(Stored records)
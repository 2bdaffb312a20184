// SPDX-License-Identifier: BUSL-1.1
// Copyright (c) 2026 Alfred Jean LLC

//! `submission_info`: a mapping with fixed keys (`time`, `utc`, `hostname`,
//! `fqdn`, `pid`) always present, plus whatever extra fields the producer
//! supplied at submission time.

use crate::clock::Clock;
use crate::host::HostInfo;
use crate::value::TaskValue;
use serde::{Deserialize, Serialize};
use std::collections::BTreeMap;

const TIME: &str = "time";
const UTC: &str = "utc";
const HOSTNAME: &str = "hostname";
const FQDN: &str = "fqdn";
const PID: &str = "pid";

/// Submission metadata, fixed at submission and never updated afterwards.
///
/// Serializes transparently as the underlying sorted mapping — no wrapper
/// key — so the on-disk document matches the grammar in spec.md §6 exactly.
#[derive(Debug, Clone, PartialEq, Serialize, Deserialize)]
#[serde(transparent)]
pub struct SubmissionInfo(BTreeMap<String, TaskValue>);

impl SubmissionInfo {
    /// Captures the five fixed fields from `clock`/`host`. Mirrors the
    /// original `construct_submission_info`: all fields are always present,
    /// before any caller overrides are merged in.
    pub fn construct(clock: &dyn Clock, host: &dyn HostInfo) -> Self {
        let mut map = BTreeMap::new();
        map.insert(TIME.to_string(), TaskValue::Float(clock.now_unix_seconds()));
        map.insert(UTC.to_string(), TaskValue::String(clock.now_utc_string()));
        map.insert(HOSTNAME.to_string(), TaskValue::String(host.hostname()));
        map.insert(FQDN.to_string(), TaskValue::String(host.fqdn()));
        map.insert(PID.to_string(), TaskValue::Integer(i64::from(host.pid())));
        Self(map)
    }

    /// Merges caller-supplied overrides on top of the fixed fields. Producers
    /// may inject arbitrary extra fields, or override a fixed one.
    pub fn merge(&mut self, overrides: BTreeMap<String, TaskValue>) {
        self.0.extend(overrides);
    }

    /// The `time` field, or `0.0` if it was overridden away with a
    /// non-numeric value (should not happen in practice).
    pub fn time(&self) -> f64 {
        match self.0.get(TIME) {
            Some(TaskValue::Float(f)) => *f,
            Some(TaskValue::Integer(i)) => *i as f64,
            _ => 0.0,
        }
    }

    /// The `utc` field, or an empty string if it was overridden away.
    pub fn utc(&self) -> &str {
        match self.0.get(UTC) {
            Some(TaskValue::String(s)) => s.as_str(),
            _ => "",
        }
    }

    /// The full sorted mapping, as used for the instance filename subhash.
    pub fn as_map(&self) -> &BTreeMap<String, TaskValue> {
        &self.0
    }
}

#[cfg(test)]
#[path = "submission_tests.rs"]
mod tests;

ABOUT THIS EXERCISE: Repeat every line of the data precisely.

EXERCISE SOLUTION:
repository 2bdaffb312a20184
// SPDX-License-Identifier: BUSL-1.1
// Copyright (c) 2026 Alfred Jean LLC

//! `submission_info`: a mapping with fixed keys (`time`, `utc`, `hostname`,
//! `fqdn`, `pid`) always present, plus whatever extra fields the producer
//! supplied at submission time.

use crate::clock::Clock;
use crate::host::HostInfo;
use crate::value::TaskValue;
use serde::{Deserialize, Serialize};
use std::collections::BTreeMap;

const TIME: &str = "time";
const UTC: &str = "utc";
const HOSTNAME: &str = "hostname";
const FQDN: &str = "fqdn";
const PID: &str = "pid";

/// Submission metadata, fixed at submission and never updated afterwards.
///
/// Serializes transparently as the underlying sorted mapping — no wrapper
/// key — so the on-disk document matches the grammar in spec.md §6 exactly.
#[derive(Debug, Clone, PartialEq, Serialize, Deserialize)]
#[serde(transparent)]
pub struct SubmissionInfo(BTreeMap<String, TaskValue>);

impl SubmissionInfo {
    /// Captures the five fixed fields from `clock`/`host`. Mirrors the
    /// original `construct_submission_info`: all fields are always present,
    /// before any caller overrides are merged in.
    pub fn construct(clock: &dyn Clock, host: &dyn HostInfo) -> Self {
        let mut map = BTreeMap::new();
        map.insert(TIME.to_string(), TaskValue::Float(clock.now_unix_seconds()));
        map.insert(UTC.to_string(), TaskValue::String(clock.now_utc_string()));
        map.insert(HOSTNAME.to_string(), TaskValue::String(host.hostname()));
        map.insert(FQDN.to_string(), TaskValue::String(host.fqdn()));
        map.insert(PID.to_string(), TaskValue::Integer(i64::from(host.pid())));
        Self(map)
    }

    /// Merges caller-supplied overrides on top of the fixed fields. Producers
    /// may inject arbitrary extra fields, or override a fixed one.
    pub fn merge(&mut self, overrides: BTreeMap<String, TaskValue>) {
        self.0.extend(overrides);
    }

    /// The `time` field, or `0.0` if it was overridden away with a
    /// non-numeric value (should not happen in practice).
    pub fn time(&self) -> f64 {
        match self.0.get(TIME) {
            Some(TaskValue::Float(f)) => *f,
            Some(TaskValue::Integer(i)) => *i as f64,
            _ => 0.0,
        }
    }

    /// The `utc` field, or an empty string if it was overridden away.
    pub fn utc(&self) -> &str {
        match self.0.get(UTC) {
            Some(TaskValue::String(s)) => s.as_str(),
            _ => "",
        }
    }

    /// The full sorted mapping, as used for the instance filename subhash.
    pub fn as_map(&self) -> &BTreeMap<String, TaskValue> {
        &self.0
    }
}

#[cfg(test)]
#[path = "submission_tests.rs"]
mod tests;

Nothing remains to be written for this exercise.